= Cybercrime Law No. 63 =

Law No. 63 of 2015 on Combating Information Technology Crimes, known as Cybercrime Law No. 63, is a law of Kuwait concerning various computer-related crimes. It came into effect on 12 January 2016.

The law was criticised by several international human rights organizations for its perceived limitations on freedom of expression and freedom of the press.

==Background==
Kuwait was once considered the most tolerant Gulf country in terms of freedom of speech, but changes to national security laws since the 2011 protests have changed this view. However, sections of the Kuwaiti constitution guarantee freedom of opinion and expression, such as article 36.

===Implementation===
On 16 June 2015, the law was approved by the National Assembly. It was published on 7 July 2015.

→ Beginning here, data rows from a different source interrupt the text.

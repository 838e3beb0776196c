//! Error handling types and utilities.

use std::path::PathBuf;

/// A specialized Result type for acromatch library operations.
pub type Result<T> = std::result::Result<T, Error>;

/// Errors raised around the matcher: scanning a corpus, reading
/// configuration and serializing output. Matching itself never fails.
#[derive(Debug, thiserror::Error)]
pub enum Error {
    /// The corpus root does not exist or is not a directory.
    #[error("Search root not found: {}", .0.display())]
    RootNotFound(PathBuf),

    #[error("Failed to read config {}: {source}", path.display())]
    ConfigRead {
        path: PathBuf,
        #[source]
        source: std::io::Error,
    },

    #[error("Failed to parse config {}: {source}", path.display())]
    ConfigParse {
        path: PathBuf,
        #[source]
        source: toml::de::Error,
    },

    #[error("Failed to serialize results: {0}")]
    Json(#[from] serde_json::Error),
}
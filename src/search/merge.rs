//! Search hits and merging of primary and acronym results.

use ahash::{AHashMap, AHashSet};
use serde::Serialize;

use super::highlight::Span;
use super::matcher::{MatchResult, MatchSource};

/// Default number of acronym-only hits kept when merging.
pub const DEFAULT_ACRONYM_CAP: usize = 50;

/// Which search produced a hit.
#[derive(Debug, Clone, Copy, PartialEq, Eq, Serialize)]
#[serde(tag = "origin", content = "source", rename_all = "lowercase")]
pub enum HitOrigin {
    Primary,
    Acronym(MatchSource),
}

/// A ranked result ready for display.
#[derive(Debug, Clone, PartialEq, Serialize)]
pub struct SearchHit {
    /// Stable identity key (file path or link text).
    pub identity: String,
    /// The text `spans` index into.
    pub text: String,
    pub origin: HitOrigin,
    pub score: f64,
    pub spans: Vec<Span>,
}

impl SearchHit {
    /// Builds a hit from a positive fallback match over `text`.
    pub(crate) fn from_acronym(identity: &str, text: &str, result: MatchResult) -> Option<Self> {
        let source = result.source?;
        result.matched.then(|| Self {
            identity: identity.to_string(),
            text: text.to_string(),
            origin: HitOrigin::Acronym(source),
            score: result.score,
            spans: result.spans,
        })
    }
}

/// Merges acronym hits behind primary hits.
///
/// Acronym hits whose identity already appears among the primary hits are
/// dropped, duplicate identities keep their best score, and the remainder is
/// sorted by score (ties by identity) and truncated to `cap`. Primary hits
/// keep their order and always come first.
pub fn merge_results(
    primary: Vec<SearchHit>,
    acronym: Vec<SearchHit>,
    cap: usize,
) -> Vec<SearchHit> {
    let seen: AHashSet<&str> = primary.iter().map(|hit| hit.identity.as_str()).collect();

    let mut best: AHashMap<String, SearchHit> = AHashMap::with_capacity(acronym.len());
    let mut duplicates = 0usize;
    for hit in acronym {
        if seen.contains(hit.identity.as_str()) {
            duplicates += 1;
            continue;
        }
        match best.get(&hit.identity) {
            Some(existing) if existing.score >= hit.score => {}
            _ => {
                best.insert(hit.identity.clone(), hit);
            }
        }
    }

    let mut extra: Vec<SearchHit> = best.into_iter().map(|(_, hit)| hit).collect();
    extra.sort_by(|a, b| {
        b.score
            .total_cmp(&a.score)
            .then_with(|| a.identity.cmp(&b.identity))
    });
    extra.truncate(cap);

    tracing::debug!(
        primary = primary.len(),
        acronym = extra.len(),
        skipped_duplicates = duplicates,
        "Merged search results"
    );

    let mut merged = primary;
    merged.extend(extra);
    merged
}
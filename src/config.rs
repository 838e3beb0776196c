//! Configuration file support.
//!
//! Loaded from `.acromatch.toml` in the current directory or
//! `<config dir>/acromatch/config.toml`, falling back to defaults.

use crate::corpus::ScanOptions;
use crate::error::{Error, Result};
use crate::search::{DEFAULT_ACRONYM_CAP, FinderOptions};
use serde::{Deserialize, Serialize};
use std::path::{Path, PathBuf};

/// Project-local config file name.
pub const CONFIG_FILE_NAME: &str = ".acromatch.toml";

#[derive(Debug, Clone, PartialEq, Eq, Serialize, Deserialize)]
#[serde(default)]
pub struct Config {
    /// Maximum number of acronym-only results merged behind name matches.
    pub max_acronym_results: usize,
    /// Run the plain name search alongside acronym matching.
    pub primary_search: bool,
    /// Include dot-files when scanning.
    pub include_hidden: bool,
    /// Only scan files with these extensions; empty scans everything.
    pub extensions: Vec<String>,
}

impl Default for Config {
    fn default() -> Self {
        Self {
            max_acronym_results: DEFAULT_ACRONYM_CAP,
            primary_search: true,
            include_hidden: false,
            extensions: Vec::new(),
        }
    }
}

impl Config {
    /// Load configuration from the default locations.
    ///
    /// Precedence (highest to lowest):
    /// 1. `.acromatch.toml` in the current directory
    /// 2. `<config dir>/acromatch/config.toml`
    pub fn load() -> Self {
        Self::discover(Self::default_locations())
    }

    pub fn default_locations() -> Vec<PathBuf> {
        let mut locations = vec![PathBuf::from(CONFIG_FILE_NAME)];
        if let Some(config_dir) = dirs::config_dir() {
            locations.push(config_dir.join("acromatch").join("config.toml"));
        }
        locations
    }

    /// First loadable config among `locations`, or the defaults.
    ///
    /// Missing files are skipped silently; unreadable or invalid ones are
    /// logged and skipped.
    pub fn discover(locations: impl IntoIterator<Item = PathBuf>) -> Self {
        for path in locations {
            if !path.is_file() {
                continue;
            }
            match Self::load_from(&path) {
                Ok(config) => {
                    tracing::debug!("Loaded config from {}", path.display());
                    return config;
                }
                Err(e) => tracing::warn!("{}", e),
            }
        }
        Self::default()
    }

    pub fn load_from(path: &Path) -> Result<Self> {
        let content = std::fs::read_to_string(path).map_err(|source| Error::ConfigRead {
            path: path.to_path_buf(),
            source,
        })?;
        toml::from_str(&content).map_err(|source| Error::ConfigParse {
            path: path.to_path_buf(),
            source,
        })
    }

    pub fn scan_options(&self) -> ScanOptions {
        ScanOptions {
            include_hidden: self.include_hidden,
            extensions: self.extensions.clone(),
        }
    }

    pub fn finder_options(&self) -> FinderOptions {
        FinderOptions {
            acronym_cap: self.max_acronym_results,
            primary: self.primary_search,
        }
    }
}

On 22 June 2015, Minister of Justice Yaqoub al-Sane stated the law's purpose was to "preserve social stability" and the law only intended to punish those who "publish pornography or offend others".

==Law No. 63 of 2015 on Combating Information Technology Crimes==
Law No. 63 contains 21 articles which set out the regulation of various online activities in Kuwait. Some of the articles include:
- Article 4 – punishes with imprisonment or a fine anyone who "establishes a website or publishes or produces or prepares or creates or sends or stores information or data with a view to use, distribute or display to others via the Internet or an information technology device that would prejudice public morality or manages a place for this purpose".
- Article 6 – punishes anyone that criticises the head of state, "shows contempt or disdain for the state constitution", "insults or demonstrates contempt for the judiciary or prejudices their integrity and impartiality", or "prejudices public morals, incites to breach public order or violate law even if a crime does not occur".
- Article 7 – punishes, for up to ten years imprisonment, a number of acts listed in Article 28 of the 2006 Press and Publications Law, including “the publication of incitement to overthrow the regime in the country".
- Article 13 – allows the government to "close shops or locations for a period of one year from the date on which any of the acts listed in the cybercrime law are committed and confiscate devices and software".

==International response==
In January 2016, a joint statement was released by the Arabic Network for Human Rights Information, Article 19, the Gulf Center for Human Rights, the International Service for Human Rights, and Reporters Without Borders. The statement raised concerns over articles 4, 6, and 7, which the groups believed could be "used to limit freedom of expression on the Internet, as well as to target online activists" and "individual human rights defenders". They called on the Kuwaiti authorities to repeal the selected articles of Law No. 63, as well as the entirety of the Press and Publications Law.

The Human Rights Watch argued that articles 6, 7, and 13 work as an "effective barrier to critical political speech over the Internet, contrary to essential safeguards that article 19 of the ICCPR provides".